Task directions: Within the listing below, show every line that contains the word "itself".

------------------------------------------------

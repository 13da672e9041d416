use std::sync::Arc;
use std::time::Duration;

use tracing::{info, warn};

use folio_blobs::{BlobStore, FsBlobStore};
use folio_meta::{FsMetadataStore, MetadataStore};
use folio_session::{
    FsGuestFlag, GuestFlag, IdentityProvider, MockIdentityConfig, MockIdentityProvider,
    SessionManager, SessionSubscription,
};
use folio_types::{MediaBlob, ProjectId, ProjectRecord, Session};

use crate::config::{CoordinatorConfig, FolioConfig};
use crate::coordinator::Coordinator;
use crate::error::{CoreError, CoreResult};

/// Outcome of a session transition.
///
/// The transition itself succeeded; `load_error` carries the failure of the
/// reload that follows it, if any.
#[derive(Debug)]
pub struct SessionChange {
    pub session: Session,
    pub load_error: Option<CoreError>,
}

/// Application context: one session manager and one coordinator.
///
/// Every transition clears the working set and reloads it for the new
/// namespace before returning.
pub struct Folio {
    session: Arc<SessionManager>,
    coordinator: Coordinator,
}

impl Folio {
    /// Assemble a context from explicit parts.
    pub fn new(
        provider: Arc<dyn IdentityProvider>,
        guest_flag: Arc<dyn GuestFlag>,
        metadata: Arc<dyn MetadataStore>,
        blobs: Arc<dyn BlobStore>,
        config: CoordinatorConfig,
    ) -> Self {
        let session = Arc::new(SessionManager::new(provider, guest_flag));
        let coordinator = Coordinator::new(session.clone(), metadata, blobs, config);
        Self {
            session,
            coordinator,
        }
    }

    /// Open the file-backed stores under `config.data_dir`.
    pub async fn open(config: &FolioConfig) -> CoreResult<Self> {
        tokio::fs::create_dir_all(&config.data_dir)
            .await
            .map_err(|e| {
                CoreError::StorageUnavailable(format!("{}: {}", config.data_dir.display(), e))
            })?;

        let metadata =
            FsMetadataStore::open(config.metadata_dir(), config.metadata_quota_bytes).await?;
        let blobs = FsBlobStore::open(config.media_dir()).await?;
        let identity = MockIdentityConfig {
            display_name: config.identity.display_name.clone(),
            email: config.identity.email.clone(),
            latency: Duration::from_millis(config.identity.latency_ms),
        };
        let provider = MockIdentityProvider::persistent(config.identity_path(), identity).await;
        let guest_flag = FsGuestFlag::new(config.guest_flag_path());

        info!(data_dir = %config.data_dir.display(), "folio opened");
        Ok(Self::new(
            Arc::new(provider),
            Arc::new(guest_flag),
            Arc::new(metadata),
            Arc::new(blobs),
            config.coordinator(),
        ))
    }

    /// Restore the persisted session, start following the identity
    /// provider, and load the working set.
    ///
    /// A session change made by the provider itself hides the old working
    /// set immediately; call [`reload`](Self::reload) to load the new one.
    pub async fn start(&self) -> SessionChange {
        self.session.resolve().await;
        if let Err(e) = self.session.follow_provider().await {
            warn!(error = %e, "not following identity provider changes");
        }
        self.reload().await
    }

    // ---- Session ----

    pub fn session(&self) -> Session {
        self.session.current()
    }

    pub fn subscribe(&self) -> SessionSubscription {
        self.session.subscribe()
    }

    pub async fn sign_in(&self) -> CoreResult<SessionChange> {
        self.session.sign_in().await?;
        Ok(self.reload().await)
    }

    pub async fn enter_guest(&self) -> CoreResult<SessionChange> {
        self.session.enter_guest().await?;
        Ok(self.reload().await)
    }

    pub async fn sign_out(&self) -> CoreResult<SessionChange> {
        self.session.sign_out().await?;
        Ok(self.reload().await)
    }

    /// Clear the working set and load it for the current session.
    pub async fn reload(&self) -> SessionChange {
        self.coordinator.reset();
        let session = self.session.current();
        if session.is_signed_out() {
            return SessionChange {
                session,
                load_error: None,
            };
        }
        let load_error = match self.coordinator.load_all().await {
            Ok(_) => None,
            Err(e) => {
                warn!(session = %session, error = %e, "projects unavailable after session change");
                Some(e)
            }
        };
        SessionChange {
            session,
            load_error,
        }
    }

    // ---- Projects ----

    pub fn coordinator(&self) -> &Coordinator {
        &self.coordinator
    }

    pub fn projects(&self) -> Vec<ProjectRecord> {
        self.coordinator.records()
    }

    pub async fn create(
        &self,
        title: &str,
        description: &str,
        file: Option<MediaBlob>,
    ) -> CoreResult<ProjectRecord> {
        self.coordinator.create(title, description, file).await
    }

    pub async fn delete(&self, id: &ProjectId) -> CoreResult<bool> {
        self.coordinator.delete(id).await
    }

    pub async fn media_for(&self, id: &ProjectId) -> Option<MediaBlob> {
        self.coordinator.media_for(id).await
    }
}

impl std::fmt::Debug for Folio {
    fn fmt(&self, f: &mut std::fmt::Formatter<'_>) -> std::fmt::Result {
        f.debug_struct("Folio")
            .field("session", &self.session.current())
            .field("coordinator", &self.coordinator)
            .finish()
    }
}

------------------------------------------------

Solution:
/// The transition itself succeeded; `load_error` carries the failure of the
    /// A session change made by the provider itself hides the old working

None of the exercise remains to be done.